# svc.exe trojan, hijackthis log files



## Woolie (Oct 30, 2003)

Hey guys,

Preformed a seach of the forums and came up with as much info as possible for ya.

I have the svc.exe virus...abviously, I tried ending the process in the explorer, there was about 5 or 6 in total and once I stoped the last one, two more pop up, I end those to, and they come right back.

Here is my hijackthis log, I was tempted to clear everything just to see what would happen, but i thought better of it and decide to post here instead.

Just out of curiousity, what would have happend if I did "fix checked" all of the files?

Thanks for the help...much appreciated!!!

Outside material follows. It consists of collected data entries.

//! Codecs for every supported mesh format, plus extension-based dispatch.
//!
//! | Format | Read | Write |
//! |--------|------|-------|
//! | 3DS (chunked, little-endian) | yes | yes |
//! | LWO2 (IFF, big-endian) | yes | yes |
//! | OBJ | yes | yes |
//! | FBX (ASCII only) | yes | yes |
//! | STL (ASCII and binary) | yes | no |
//! | PLY (ASCII only) | yes | no |
//!
//! Each file is read or written in a single call; all parsing and
//! serialisation happens on in-memory buffers.

mod binary;
pub mod fbx;
pub mod lwo;
pub mod obj;
pub mod ply;
pub mod stl;
mod text;
pub mod three_ds;

use std::fs;
use std::path::Path;

use crate::error::{IoError, IoResult};
use crate::geometry::Mesh;

pub use fbx::{decode_fbx, encode_fbx, load_fbx, save_fbx, save_fbx_named};
pub use lwo::{decode_lwo, encode_lwo, load_lwo, save_lwo, save_lwo_named};
pub use obj::{decode_obj, encode_obj, load_obj, save_obj, save_obj_named};
pub use ply::{decode_ply, load_ply};
pub use stl::{decode_stl, load_stl};
pub use three_ds::{decode_3ds, encode_3ds, load_3ds, save_3ds, save_3ds_named};

/// Supported mesh file formats.
#[derive(Debug, Clone, Copy, PartialEq, Eq, Hash)]
pub enum MeshFormat {
    /// Autodesk 3D Studio chunk format.
    ThreeDs,
    /// LightWave object (LWO2).
    Lwo,
    /// Wavefront OBJ.
    Obj,
    /// Stereolithography, ASCII or binary.
    Stl,
    /// Stanford polygon format, ASCII only.
    Ply,
    /// Autodesk FBX, ASCII only.
    Fbx,
}

impl MeshFormat {
    pub const ALL: [MeshFormat; 6] = [
        MeshFormat::ThreeDs,
        MeshFormat::Lwo,
        MeshFormat::Obj,
        MeshFormat::Stl,
        MeshFormat::Ply,
        MeshFormat::Fbx,
    ];

    /// Detect format from file extension (case-insensitive).
    pub fn from_path<P: AsRef<Path>>(path: P) -> Option<Self> {
        let ext = path.as_ref().extension()?.to_str()?;
        Self::from_extension(ext)
    }

    /// Parse a bare extension such as `"obj"` or `".3DS"`.
    pub fn from_extension(ext: &str) -> Option<Self> {
        let ext = ext.trim_start_matches('.').to_ascii_lowercase();
        Self::ALL.into_iter().find(|format| format.extension() == ext)
    }

    pub const fn extension(&self) -> &'static str {
        match self {
            Self::ThreeDs => "3ds",
            Self::Lwo => "lwo",
            Self::Obj => "obj",
            Self::Stl => "stl",
            Self::Ply => "ply",
            Self::Fbx => "fbx",
        }
    }

    pub const fn has_writer(&self) -> bool {
        matches!(self, Self::ThreeDs | Self::Lwo | Self::Obj | Self::Fbx)
    }
}

/// Writer settings shared by all formats.
#[derive(Debug, Clone, Default, PartialEq, Eq)]
pub struct SaveOptions {
    /// Object, surface or geometry name, depending on the format.
    /// Each writer falls back to its own default when unset.
    pub name: Option<String>,
}

impl SaveOptions {
    pub fn named(name: impl Into<String>) -> Self {
        Self {
            name: Some(name.into()),
        }
    }
}

fn format_for_path(path: &Path) -> IoResult<MeshFormat> {
    MeshFormat::from_path(path).ok_or_else(|| {
        let extension = path
            .extension()
            .and_then(|e| e.to_str())
            .unwrap_or("(none)");
        IoError::unsupported(format!("unrecognized file extension .{extension}"))
    })
}

/// Load a mesh, picking the codec from the file extension.
pub fn load_mesh<P: AsRef<Path>>(path: P) -> IoResult<Mesh> {
    let path = path.as_ref();
    let format = format_for_path(path)?;
    let data = read_file(path)?;
    decode_mesh(&data, format)
}

/// Decode an in-memory file of the given format.
pub fn decode_mesh(data: &[u8], format: MeshFormat) -> IoResult<Mesh> {
    match format {
        MeshFormat::ThreeDs => decode_3ds(data),
        MeshFormat::Lwo => decode_lwo(data),
        MeshFormat::Obj => decode_obj(data),
        MeshFormat::Stl => decode_stl(data),
        MeshFormat::Ply => decode_ply(data),
        MeshFormat::Fbx => decode_fbx(data),
    }
}

/// Save a mesh with default options, picking the codec from the file extension.
pub fn save_mesh<P: AsRef<Path>>(mesh: &Mesh, path: P) -> IoResult<()> {
    save_mesh_with(mesh, path, &SaveOptions::default())
}

pub fn save_mesh_with<P: AsRef<Path>>(mesh: &Mesh, path: P, options: &SaveOptions) -> IoResult<()> {
    let path = path.as_ref();
    check_output_path(path)?;
    let format = format_for_path(path)?;
    let data = encode_mesh(mesh, format, options)?;
    write_file(path, &data)
}

/// Serialise a mesh into the bytes of a file of the given format.
pub fn encode_mesh(mesh: &Mesh, format: MeshFormat, options: &SaveOptions) -> IoResult<Vec<u8>> {
    let name = options.name.as_deref();
    match format {
        MeshFormat::ThreeDs => encode_3ds(mesh, name.unwrap_or(three_ds::DEFAULT_OBJECT_NAME)),
        MeshFormat::Lwo => encode_lwo(mesh, name.unwrap_or(lwo::DEFAULT_SURFACE_NAME)),
        MeshFormat::Obj => Ok(encode_obj(mesh, name)),
        MeshFormat::Fbx => Ok(encode_fbx(mesh, name.unwrap_or(fbx::DEFAULT_GEOMETRY_NAME))),
        MeshFormat::Stl | MeshFormat::Ply => Err(IoError::unsupported(format!(
            "no writer for .{} files",
            format.extension()
        ))),
    }
}

/// Read a whole file, mapping a missing file to `FileNotFound`.
pub(crate) fn read_file(path: &Path) -> IoResult<Vec<u8>> {
    fs::read(path).map_err(|e| {
        if e.kind() == std::io::ErrorKind::NotFound {
            IoError::FileNotFound {
                path: path.to_path_buf(),
            }
        } else {
            IoError::Io(e)
        }
    })
}

pub(crate) fn check_output_path(path: &Path) -> IoResult<()> {
    if path.as_os_str().is_empty() {
        return Err(IoError::invalid_argument("output path is empty"));
    }
    Ok(())
}

pub(crate) fn write_file(path: &Path, data: &[u8]) -> IoResult<()> {
    check_output_path(path)?;
    fs::write(path, data)?;
    Ok(())
}

#[cfg(test)]
mod tests {
    use super::*;

    #[test]
    fn test_format_from_path() {
        assert_eq!(MeshFormat::from_path("model.3ds"), Some(MeshFormat::ThreeDs));
        assert_eq!(MeshFormat::from_path("model.3DS"), Some(MeshFormat::ThreeDs));
        assert_eq!(MeshFormat::from_path("/a/b/model.lwo"), Some(MeshFormat::Lwo));
        assert_eq!(MeshFormat::from_path("model.Obj"), Some(MeshFormat::Obj));
        assert_eq!(MeshFormat::from_path("model.stl"), Some(MeshFormat::Stl));
        assert_eq!(MeshFormat::from_path("model.ply"), Some(MeshFormat::Ply));
        assert_eq!(MeshFormat::from_path("model.fbx"), Some(MeshFormat::Fbx));
        assert_eq!(MeshFormat::from_path("model.xyz"), None);
        assert_eq!(MeshFormat::from_path("model"), None);
        assert_eq!(MeshFormat::from_path(""), None);
    }

    #[test]
    fn test_format_from_extension() {
        assert_eq!(MeshFormat::from_extension(".FBX"), Some(MeshFormat::Fbx));
        assert_eq!(MeshFormat::from_extension("lwo"), Some(MeshFormat::Lwo));
        assert_eq!(MeshFormat::from_extension(""), None);
    }

    #[test]
    fn test_writers() {
        let writable: Vec<_> = MeshFormat::ALL.into_iter().filter(MeshFormat::has_writer).collect();
        assert_eq!(
            writable,
            vec![MeshFormat::ThreeDs, MeshFormat::Lwo, MeshFormat::Obj, MeshFormat::Fbx]
        );
    }

    #[test]
    fn test_encode_without_writer_fails() {
        let err = encode_mesh(&Mesh::cube(1.0), MeshFormat::Stl, &SaveOptions::default()).unwrap_err();
        assert!(matches!(err, IoError::UnsupportedFormat { .. }));
    }

    #[test]
    fn test_load_unknown_extension() {
        let err = load_mesh("model.xyz").unwrap_err();
        assert!(matches!(err, IoError::UnsupportedFormat { .. }));
    }

    #[test]
    fn test_load_missing_file() {
        let err = load_mesh("/definitely/not/here.obj").unwrap_err();
        assert!(matches!(err, IoError::FileNotFound { .. }));
    }

    #[test]
    fn test_save_empty_path() {
        let err = save_mesh(&Mesh::cube(1.0), "").unwrap_err();
        assert!(matches!(err, IoError::InvalidArgument { .. }));
    }
}
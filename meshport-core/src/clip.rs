//! Cohen–Sutherland segment clipping against an axis-aligned rectangle.
//!
//! Screen convention: `y_min` is the top edge, `y_max` the bottom edge.
use nalgebra::Point2;

const INSIDE: u8 = 0;
const LEFT: u8 = 1;
const RIGHT: u8 = 2;
const BOTTOM: u8 = 4;
const TOP: u8 = 8;

/// Clip rectangle given by its min/max corners.
#[derive(Debug, Clone, Copy, PartialEq)]
pub struct ClipRect {
    pub x_min: f32,
    pub y_min: f32,
    pub x_max: f32,
    pub y_max: f32,
}

impl ClipRect {
    pub fn new(x_min: f32, y_min: f32, x_max: f32, y_max: f32) -> Self {
        Self {
            x_min,
            y_min,
            x_max,
            y_max,
        }
    }

    /// Rectangle anchored at the origin.
    pub fn from_size(width: f32, height: f32) -> Self {
        Self::new(0.0, 0.0, width, height)
    }

    fn outcode(&self, p: &Point2<f32>) -> u8 {
        let mut code = INSIDE;

        if p.x < self.x_min {
            code |= LEFT;
        } else if p.x > self.x_max {
            code |= RIGHT;
        }

        if p.y < self.y_min {
            code |= TOP;
        } else if p.y > self.y_max {
            code |= BOTTOM;
        }

        code
    }
}

/// Clip the segment `p0`-`p1` to `rect`.
///
/// Returns the visible part, or `None` when the segment lies entirely outside.
pub fn clip_line(
    p0: Point2<f32>,
    p1: Point2<f32>,
    rect: &ClipRect,
) -> Option<(Point2<f32>, Point2<f32>)> {
    let (mut p0, mut p1) = (p0, p1);
    let mut code0 = rect.outcode(&p0);
    let mut code1 = rect.outcode(&p1);

    loop {
        if code0 | code1 == INSIDE {
            return Some((p0, p1));
        }
        if code0 & code1 != 0 {
            return None;
        }

        let out = if code0 != INSIDE { code0 } else { code1 };

        // One boundary per iteration, checked top, bottom, right, left.
        let clipped = if out & TOP != 0 {
            Point2::new(
                p0.x + (p1.x - p0.x) * (rect.y_min - p0.y) / (p1.y - p0.y),
                rect.y_min,
            )
        } else if out & BOTTOM != 0 {
            Point2::new(
                p0.x + (p1.x - p0.x) * (rect.y_max - p0.y) / (p1.y - p0.y),
                rect.y_max,
            )
        } else if out & RIGHT != 0 {
            Point2::new(
                rect.x_max,
                p0.y + (p1.y - p0.y) * (rect.x_max - p0.x) / (p1.x - p0.x),
            )
        } else {
            Point2::new(
                rect.x_min,
                p0.y + (p1.y - p0.y) * (rect.x_min - p0.x) / (p1.x - p0.x),
            )
        };

        if out == code0 {
            p0 = clipped;
            code0 = rect.outcode(&p0);
        } else {
            p1 = clipped;
            code1 = rect.outcode(&p1);
        }
    }
}

#[cfg(test)]
mod tests {
    use super::*;

    fn rect() -> ClipRect {
        ClipRect::new(0.0, 0.0, 10.0, 10.0)
    }

    #[test]
    fn test_inside_segment_unchanged() {
        let (a, b) = clip_line(Point2::new(1.0, 2.0), Point2::new(8.0, 9.0), &rect()).unwrap();
        assert_eq!(a, Point2::new(1.0, 2.0));
        assert_eq!(b, Point2::new(8.0, 9.0));
    }

    #[test]
    fn test_outside_segment_rejected() {
        assert!(clip_line(Point2::new(20.0, 1.0), Point2::new(20.0, 9.0), &rect()).is_none());
        assert!(clip_line(Point2::new(-5.0, -1.0), Point2::new(15.0, -3.0), &rect()).is_none());
    }

    #[test]
    fn test_crossing_left_edge() {
        let (a, b) = clip_line(Point2::new(-10.0, 0.0), Point2::new(10.0, 10.0), &rect()).unwrap();
        assert_eq!(a.x, 0.0);
        assert!((a.y - 5.0).abs() < 1e-6);
        assert_eq!(b, Point2::new(10.0, 10.0));
    }

    #[test]
    fn test_both_endpoints_clipped() {
        let (a, b) = clip_line(Point2::new(-5.0, 5.0), Point2::new(15.0, 5.0), &rect()).unwrap();
        assert_eq!(a, Point2::new(0.0, 5.0));
        assert_eq!(b, Point2::new(10.0, 5.0));
    }

    #[test]
    fn test_corner_crossing_needs_two_passes() {
        // Starts above-left; the top edge is fixed first, then the left edge.
        let (a, _) = clip_line(Point2::new(-4.0, -2.0), Point2::new(6.0, 8.0), &rect()).unwrap();
        assert!((a.x - 0.0).abs() < 1e-5);
        assert!((a.y - 2.0).abs() < 1e-5);
    }

    #[test]
    fn test_diagonal_miss_is_rejected() {
        // Outcodes share no bit, but the segment passes outside the corner.
        assert!(clip_line(Point2::new(-3.0, 2.0), Point2::new(2.0, -3.0), &rect()).is_none());
    }
}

Logfile of HijackThis v1.97.3
Scan saved at 7:37:56 PM, on 10/29/2003
Platform: Windows XP SP1 (WinNT 5.01.2600)
MSIE: Internet Explorer v6.00 SP1 (6.00.2800.1106)

Running processes:
C:\WINDOWS\System32\smss.exe
C:\WINDOWS\system32\winlogon.exe
C:\WINDOWS\system32\services.exe
C:\WINDOWS\system32\lsass.exe
C:\WINDOWS\system32\svchost.exe
C:\WINDOWS\System32\svchost.exe
C:\WINDOWS\system32\spoolsv.exe
C:\WINDOWS\Explorer.EXE
C:\Program Files\Logitech\iTouch\iTouch.exe
C:\PROGRA~1\Grisoft\AVG6\avgcc32.exe
C:\WINDOWS\system32\svc.exe
C:\PROGRA~1\Grisoft\AVG6\avgserv.exe
C:\WINDOWS\System32\nvsvc32.exe
C:\Program Files\Internet Explorer\IEXPLORE.EXE
C:\Documents and Settings\Wooly\Desktop\HijackThis.exe

O2 - BHO: (no name) - {FCADDC14-BD46-408A-9842-CDBE1C6D37EB} - C:\WINDOWS\system32\BrowserHelper.dll (file missing)
O3 - Toolbar: &Radio - {8E718888-423F-11D2-876E-00A0C9082467} - C:\WINDOWS\System32\msdxm.ocx
O4 - HKLM\..\Run: [zBrowser Launcher] C:\Program Files\Logitech\iTouch\iTouch.exe
O4 - HKLM\..\Run: [ICQ Lite] C:\Program Files\ICQLite\ICQLite.exe -minimize
O4 - HKLM\..\Run: [AVG_CC] C:\PROGRA~1\Grisoft\AVG6\avgcc32.exe /STARTUP
O4 - HKLM\..\Run: [NvCplDaemon] RUNDLL32.EXE C:\WINDOWS\System32\NvCpl.dll,NvStartup
O4 - HKLM\..\Run: [nwiz] nwiz.exe /install
O4 - HKLM\..\Run: [nForce Tray Options] sstray.exe /r
O4 - HKLM\..\Run: [NeroCheck] C:\WINDOWS\System32\\NeroCheck.exe
O4 - HKCU\..\Run: [svc] C:\WINDOWS\system32\svc.exe
O4 - HKCU\..\RunOnce: [ICQ Lite] C:\Program Files\ICQLite\ICQLite.exe -trayboot
O9 - Extra button: ICQ Lite (HKLM)
O9 - Extra 'Tools' menuitem: ICQ Lite (HKLM)
O9 - Extra button: Related (HKLM)
O9 - Extra 'Tools' menuitem: Show &Related Links (HKLM)
O9 - Extra button: Messenger (HKLM)
O9 - Extra 'Tools' menuitem: Messenger (HKLM)
O16 - DPF: {70BA88C8-DAE8-4CE9-92BB-979C4A75F53B} (GSDACtl Class) - http://launch.gamespyarcade.com/software/launch/alaunch.cab
O16 - DPF: {D27CDB6E-AE6D-11CF-96B8-444553540000} (Shockwave Flash Object) - http://download.macromedia.com/pub/shockwave/cabs/flash/swflash.cab


----------



## Rollin' Rog (Dec 9, 2000)

Have you tried starting up in Safe Mode?

Delete the file from c:\windows\system32\*svc.exe*

Then run HijackThis and check and "fix" these two entries:

O4 - HKCU\..\Run: [svc] C:\WINDOWS\system32\svc.exe

O2 - BHO: (no name) - {FCADDC14-BD46-408A-9842-CDBE1C6D37EB} - C:\WINDOWS\system32\BrowserHelper.dll (file missing)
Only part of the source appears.